The stock market’s drop the past two days may be a harbinger of a stall to come, say Bank of America strategists led by Savita Subramanian, head of U.S. equity and quantitative strategy.
They have a target of 4,600 for the S&P 500 next year, which represents a 1.3% decline from the current level of 4,660. The index has soared 24% year to date.
“There are too many similarities between today and 1999/2000 to ignore,” the strategists wrote in a report cited by CNBC. They were referring to the dot.com stock bubble of that era.
The bearish factors now include negative real interest rates, exploding inflation, manic initial-public-offering activity and liquidity risks in the world’s largest asset classes, such as U.S. Treasury securities and China real estate, BofA said.
U.S. consumer prices soared 6.2% in the 12 months through October, the sharpest inflation in almost 30 years.

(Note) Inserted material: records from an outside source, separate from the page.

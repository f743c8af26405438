//! Configuration handling for mdtasks
//!
//! Configuration is read from `.mdtasks.toml` (project, nearest ancestor of
//! the working directory) and `~/.config/mdtasks/config.toml` (global).
//! Command-line flags override both.

use std::fs;
use std::path::{Path, PathBuf};

use anyhow::{Context, Result};
use directories::ProjectDirs;
use serde::de::DeserializeOwned;
use serde::{Deserialize, Serialize};
use thiserror::Error;

use crate::parser::DEFAULT_HEADING;

/// Project configuration file name
pub const PROJECT_CONFIG_FILE: &str = ".mdtasks.toml";

/// Document read when nothing else is configured
pub const DEFAULT_FILE: &str = "README.md";

#[derive(Debug, Error)]
pub enum ConfigError {
    #[error("Invalid configuration: {0}")]
    Invalid(String),

    #[error("Failed to parse configuration: {0}")]
    Parse(String),
}

/// Output format for commands
#[derive(Debug, Clone, Copy, Serialize, Deserialize, Default, PartialEq, Eq)]
#[serde(rename_all = "snake_case")]
pub enum OutputFormat {
    #[default]
    Text,
    Json,
}

/// Project-level configuration
#[derive(Debug, Clone, Serialize, Deserialize, Default)]
#[serde(default)]
pub struct ProjectConfig {
    /// Markdown document holding the tasks, relative to the project root
    pub file: Option<PathBuf>,

    /// Title of the tasks section
    pub heading: Option<String>,
}

/// Global user configuration
#[derive(Debug, Clone, Serialize, Deserialize, Default)]
#[serde(default)]
pub struct GlobalConfig {
    /// Default output format (text or json)
    pub default_format: OutputFormat,

    /// Fallback document name
    pub file: Option<PathBuf>,

    /// Fallback section title
    pub heading: Option<String>,
}

/// Combined configuration (global + project)
#[derive(Debug, Clone, Default)]
pub struct Config {
    pub project: ProjectConfig,
    pub global: GlobalConfig,
    pub project_root: Option<PathBuf>,
}

impl Config {
    /// Loads configuration, searching for a project config from `start` upward
    pub fn load_from(start: &Path) -> Result<Self> {
        let global = Self::load_global()?;
        let project_root = Self::find_project_root(start);
        let project = match &project_root {
            Some(root) => Self::load_project_config(root)?,
            None => ProjectConfig::default(),
        };

        let config = Self {
            project,
            global,
            project_root,
        };
        config.validate()?;
        Ok(config)
    }

    /// Returns the global config directory
    pub fn global_config_dir() -> Option<PathBuf> {
        ProjectDirs::from("dev", "mdtasks", "mdtasks").map(|dirs| dirs.config_dir().to_path_buf())
    }

    /// Loads global configuration
    fn load_global() -> Result<GlobalConfig> {
        let config_path = match Self::global_config_dir() {
            Some(dir) => dir.join("config.toml"),
            None => return Ok(GlobalConfig::default()),
        };

        if !config_path.exists() {
            return Ok(GlobalConfig::default());
        }

        read_toml(&config_path).context("Failed to parse global config")
    }

    /// Loads project configuration from a specific root
    fn load_project_config(project_root: &Path) -> Result<ProjectConfig> {
        let config_path = project_root.join(PROJECT_CONFIG_FILE);

        if !config_path.exists() {
            return Ok(ProjectConfig::default());
        }

        read_toml(&config_path).context("Failed to parse project config")
    }

    /// Finds the nearest ancestor of `start` containing `.mdtasks.toml`
    pub fn find_project_root(start: &Path) -> Option<PathBuf> {
        start
            .ancestors()
            .find(|dir| dir.join(PROJECT_CONFIG_FILE).is_file())
            .map(Path::to_path_buf)
    }

    fn validate(&self) -> Result<(), ConfigError> {
        let headings = [&self.project.heading, &self.global.heading];
        if headings.into_iter().flatten().any(|h| h.trim().is_empty()) {
            return Err(ConfigError::Invalid("heading must not be empty".to_string()));
        }

        let files = [&self.project.file, &self.global.file];
        if files.into_iter().flatten().any(|f| f.as_os_str().is_empty()) {
            return Err(ConfigError::Invalid("file must not be empty".to_string()));
        }

        Ok(())
    }

    /// Effective document path (project, then global, then `README.md`)
    pub fn file(&self) -> PathBuf {
        self.project
            .file
            .clone()
            .or_else(|| self.global.file.clone())
            .unwrap_or_else(|| PathBuf::from(DEFAULT_FILE))
    }

    /// Effective section title (project, then global, then `Tasks`)
    pub fn heading(&self) -> String {
        self.project
            .heading
            .clone()
            .or_else(|| self.global.heading.clone())
            .unwrap_or_else(|| DEFAULT_HEADING.to_string())
    }

    /// Directory to start looking for the document from
    pub fn search_root(&self, cwd: &Path) -> PathBuf {
        self.project_root
            .clone()
            .unwrap_or_else(|| cwd.to_path_buf())
    }
}

fn read_toml<T: DeserializeOwned>(path: &Path) -> Result<T> {
    let content = fs::read_to_string(path)
        .with_context(|| format!("Failed to read config: {}", path.display()))?;

    toml::from_str(&content)
        .map_err(|e| ConfigError::Parse(e.to_string()))
        .with_context(|| format!("Invalid config file: {}", path.display()))
}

Meanwhile, supply-chain disruption is starting to wane, says JPMorgan Chase. Among the stocks that will benefit are PepsiCo (PEP) - Get Free Report, Caterpillar (CAT) - Get Free Report, Schlumberger (SLB) - Get Free Report and FedEx (FDX) - Get Free Report.
“Global supply chain pressures are easing — if this persists, the S&P 500 should continue to deliver strong revenue growth and record margins,” JPMorgan analysts, led by Chief U.S. Equity Strategist Dubravko Lakos-Bujas, wrote in a commentary.
“S&P 500 companies delivered much stronger-than-expected results [for earnings in the third quarter], … and some key companies gave an encouraging outlook on supply chains.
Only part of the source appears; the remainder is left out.